Records from a data collection
Content starts

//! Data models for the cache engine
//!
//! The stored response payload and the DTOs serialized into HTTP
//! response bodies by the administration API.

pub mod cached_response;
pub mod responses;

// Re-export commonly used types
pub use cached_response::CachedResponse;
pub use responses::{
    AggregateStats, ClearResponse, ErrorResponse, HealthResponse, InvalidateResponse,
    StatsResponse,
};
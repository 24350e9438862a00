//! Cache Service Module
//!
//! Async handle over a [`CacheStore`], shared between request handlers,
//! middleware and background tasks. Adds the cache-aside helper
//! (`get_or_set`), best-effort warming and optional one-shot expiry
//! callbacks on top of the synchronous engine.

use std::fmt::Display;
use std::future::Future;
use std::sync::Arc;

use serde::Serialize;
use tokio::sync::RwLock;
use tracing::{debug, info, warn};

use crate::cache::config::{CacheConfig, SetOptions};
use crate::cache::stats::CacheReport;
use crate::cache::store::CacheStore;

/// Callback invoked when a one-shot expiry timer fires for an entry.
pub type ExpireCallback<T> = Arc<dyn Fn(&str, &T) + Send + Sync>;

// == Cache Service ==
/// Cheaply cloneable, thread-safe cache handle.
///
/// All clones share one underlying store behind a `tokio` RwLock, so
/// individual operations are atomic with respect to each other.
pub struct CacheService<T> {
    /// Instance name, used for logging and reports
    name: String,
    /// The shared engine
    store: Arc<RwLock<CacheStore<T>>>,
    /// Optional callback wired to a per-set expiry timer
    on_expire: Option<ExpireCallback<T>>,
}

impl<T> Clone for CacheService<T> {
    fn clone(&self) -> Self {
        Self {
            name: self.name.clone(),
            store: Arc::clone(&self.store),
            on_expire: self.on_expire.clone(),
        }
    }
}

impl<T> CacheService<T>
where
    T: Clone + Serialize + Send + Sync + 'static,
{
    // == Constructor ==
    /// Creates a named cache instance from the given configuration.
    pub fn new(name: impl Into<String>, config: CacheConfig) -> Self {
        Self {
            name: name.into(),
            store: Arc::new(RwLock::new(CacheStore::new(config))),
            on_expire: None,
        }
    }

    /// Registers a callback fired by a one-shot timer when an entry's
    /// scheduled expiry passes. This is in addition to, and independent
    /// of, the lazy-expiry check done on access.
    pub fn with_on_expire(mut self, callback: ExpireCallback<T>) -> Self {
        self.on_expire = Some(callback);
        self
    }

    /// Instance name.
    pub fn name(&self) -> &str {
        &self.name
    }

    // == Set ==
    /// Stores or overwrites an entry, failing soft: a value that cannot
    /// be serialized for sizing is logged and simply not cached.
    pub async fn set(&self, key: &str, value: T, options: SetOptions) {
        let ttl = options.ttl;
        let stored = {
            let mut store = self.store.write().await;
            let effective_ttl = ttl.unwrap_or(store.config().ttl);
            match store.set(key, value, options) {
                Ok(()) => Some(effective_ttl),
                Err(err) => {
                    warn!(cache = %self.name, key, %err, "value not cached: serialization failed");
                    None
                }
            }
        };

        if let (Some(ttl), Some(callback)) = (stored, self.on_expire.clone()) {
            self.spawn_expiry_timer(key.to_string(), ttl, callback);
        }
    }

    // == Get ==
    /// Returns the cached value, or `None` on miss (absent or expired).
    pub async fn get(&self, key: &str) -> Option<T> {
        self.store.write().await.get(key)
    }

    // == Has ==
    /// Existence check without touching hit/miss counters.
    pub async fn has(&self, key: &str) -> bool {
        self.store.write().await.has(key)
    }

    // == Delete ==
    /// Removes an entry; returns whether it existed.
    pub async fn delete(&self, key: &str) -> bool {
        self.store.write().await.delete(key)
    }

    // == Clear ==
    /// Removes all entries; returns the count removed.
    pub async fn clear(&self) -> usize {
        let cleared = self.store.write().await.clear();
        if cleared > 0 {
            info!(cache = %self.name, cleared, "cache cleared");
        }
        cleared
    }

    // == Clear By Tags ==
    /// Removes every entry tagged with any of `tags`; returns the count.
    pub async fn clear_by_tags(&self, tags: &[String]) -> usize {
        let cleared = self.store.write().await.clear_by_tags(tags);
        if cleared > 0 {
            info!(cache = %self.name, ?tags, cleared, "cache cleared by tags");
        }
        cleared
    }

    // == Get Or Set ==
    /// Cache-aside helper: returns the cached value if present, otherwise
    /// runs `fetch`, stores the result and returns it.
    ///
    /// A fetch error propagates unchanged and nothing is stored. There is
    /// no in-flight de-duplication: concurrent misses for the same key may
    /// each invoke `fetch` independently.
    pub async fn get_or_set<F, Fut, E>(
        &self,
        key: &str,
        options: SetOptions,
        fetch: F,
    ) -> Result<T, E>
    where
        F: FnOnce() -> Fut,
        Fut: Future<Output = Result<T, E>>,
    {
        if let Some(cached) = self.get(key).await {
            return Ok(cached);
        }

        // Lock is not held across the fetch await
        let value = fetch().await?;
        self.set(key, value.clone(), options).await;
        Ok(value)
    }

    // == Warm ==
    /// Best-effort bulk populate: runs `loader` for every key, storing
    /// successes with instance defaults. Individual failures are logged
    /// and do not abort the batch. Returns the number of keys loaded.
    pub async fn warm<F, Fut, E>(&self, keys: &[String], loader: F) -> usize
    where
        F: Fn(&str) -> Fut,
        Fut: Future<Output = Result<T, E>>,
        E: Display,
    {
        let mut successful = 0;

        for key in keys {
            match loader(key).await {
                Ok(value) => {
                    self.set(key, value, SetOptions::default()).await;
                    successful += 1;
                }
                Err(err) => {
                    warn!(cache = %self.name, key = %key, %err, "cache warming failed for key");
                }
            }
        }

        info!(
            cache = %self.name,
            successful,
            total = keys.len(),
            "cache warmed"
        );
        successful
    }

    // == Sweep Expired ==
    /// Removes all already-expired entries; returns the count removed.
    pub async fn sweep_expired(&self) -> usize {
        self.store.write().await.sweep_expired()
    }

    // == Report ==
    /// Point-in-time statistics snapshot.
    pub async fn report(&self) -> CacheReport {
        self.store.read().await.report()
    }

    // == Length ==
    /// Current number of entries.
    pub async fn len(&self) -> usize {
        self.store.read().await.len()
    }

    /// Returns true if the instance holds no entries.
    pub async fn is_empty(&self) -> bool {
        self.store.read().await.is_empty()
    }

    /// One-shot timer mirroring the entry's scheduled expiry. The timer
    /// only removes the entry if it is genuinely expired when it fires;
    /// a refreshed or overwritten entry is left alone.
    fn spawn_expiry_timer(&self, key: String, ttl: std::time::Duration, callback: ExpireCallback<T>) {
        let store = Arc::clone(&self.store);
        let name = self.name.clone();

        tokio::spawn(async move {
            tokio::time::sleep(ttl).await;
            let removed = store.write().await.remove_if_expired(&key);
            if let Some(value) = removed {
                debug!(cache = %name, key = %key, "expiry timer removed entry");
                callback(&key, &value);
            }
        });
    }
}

Content ends

* Work to complete
Search the data for "handle". Copy every matching line.

* Exercise result
//! Async handle over a [`CacheStore`], shared between request handlers,
/// Cheaply cloneable, thread-safe cache handle.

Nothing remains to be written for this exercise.